The fact that platelet-rich plasma (PRP) is a safe, autologous product often used for patients with chronic symptoms that have been recalcitrant to other therapies, with very limited risk to the patient except for standard injection-related considerations (local injection site soreness, theoretic risk of infection from bacterial inoculation at the injection site), is even more reason why PRP use has been steadily increasing. And although we don’t like to discuss it, the fact that it can be a financial benefit to a physician’s office while providing this patient care is part of the equation as well.

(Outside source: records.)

impl<'de> Deserialize<'de> for GameClock {
    fn deserialize<D: Deserializer<'de>>(deserializer: D) -> std::result::Result<Self, D::Error> {
        #[derive(Deserialize)]
        #[serde(untagged)]
        enum Repr {
            Text(String),
            Seconds(u64),
        }

        match Repr::deserialize(deserializer)? {
            Repr::Text(text) => text.parse().map_err(serde::de::Error::custom),
            Repr::Seconds(seconds) => {
                GameClock::try_from_seconds(seconds).map_err(serde::de::Error::custom)
            }
        }
    }
}

// ============================================================================
// ENUMS
// ============================================================================

#[derive(Debug, Clone, Copy, PartialEq, Eq, Hash, Serialize, Deserialize, ToSchema)]
#[serde(rename_all = "lowercase")]
pub enum Team {
    Home,
    Away,
}

impl Team {
    fn prefix(self) -> &'static str {
        match self {
            Team::Home => "home",
            Team::Away => "away",
        }
    }
}

#[derive(Debug, Clone, Copy, PartialEq, Eq, Serialize, Deserialize, ToSchema)]
#[serde(rename_all = "lowercase")]
pub enum ClockAction {
    Start,
    Pause,
    Reset,
}

#[derive(Debug, Clone, Copy, PartialEq, Eq, Serialize, Deserialize, ToSchema)]
#[serde(rename_all = "lowercase")]
pub enum ClockState {
    Idle,
    Running,
    /// Both clocks reached zero and no timer is live
    Expired,
}

/// Fan-out only events; they never touch session state
#[derive(Debug, Clone, Copy, PartialEq, Eq, Serialize, Deserialize, ToSchema)]
#[serde(rename_all = "lowercase")]
pub enum SignalKind {
    Buzzer,
}

// ============================================================================
// DOMAIN TYPES
// ============================================================================

/// Starting values restored by a clock reset
#[derive(Debug, Clone, Copy, PartialEq, Eq, Serialize, Deserialize, ToSchema)]
pub struct ClockPreset {
    #[schema(value_type = String, example = "10:00")]
    pub game_clock: GameClock,
    pub shot_clock: u32,
}

impl Default for ClockPreset {
    fn default() -> Self {
        Self {
            game_clock: GameClock::from_seconds(10 * 60),
            shot_clock: 24,
        }
    }
}

/// One scoreboard. A clone of it is the snapshot every subscriber receives.
#[derive(Debug, Clone, PartialEq, Serialize, Deserialize, ToSchema)]
pub struct Session {
    #[schema(value_type = String, example = "ABC1")]
    pub code: SessionCode,
    pub home_name: String,
    pub away_name: String,
    pub home_score: u32,
    pub away_score: u32,
    pub home_fouls: u32,
    pub away_fouls: u32,
    pub home_timeouts: u32,
    pub away_timeouts: u32,
    pub period: u32,
    #[schema(value_type = String, example = "10:00")]
    pub game_clock: GameClock,
    pub shot_clock: u32,
    pub home_logo: Option<String>,
    pub away_logo: Option<String>,
    pub ended: bool,
    /// Bumped by every commit that changes a field
    pub revision: u64,
    pub preset: ClockPreset,
    pub created_at: DateTime<Utc>,
}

When the demand for a product in the marketplace surges, the cost for that product is likely to increase as well. Because most insurance companies do not cover PRP administration, physicians set their own prices for the application of the treatment modality. I use the term “application of the treatment modality” intentionally because the type and technique of administration of PRP is highly variable. PRP kits are available from a variety of orthopaedic sports medicine companies, each of which charges a different amount for use of its system.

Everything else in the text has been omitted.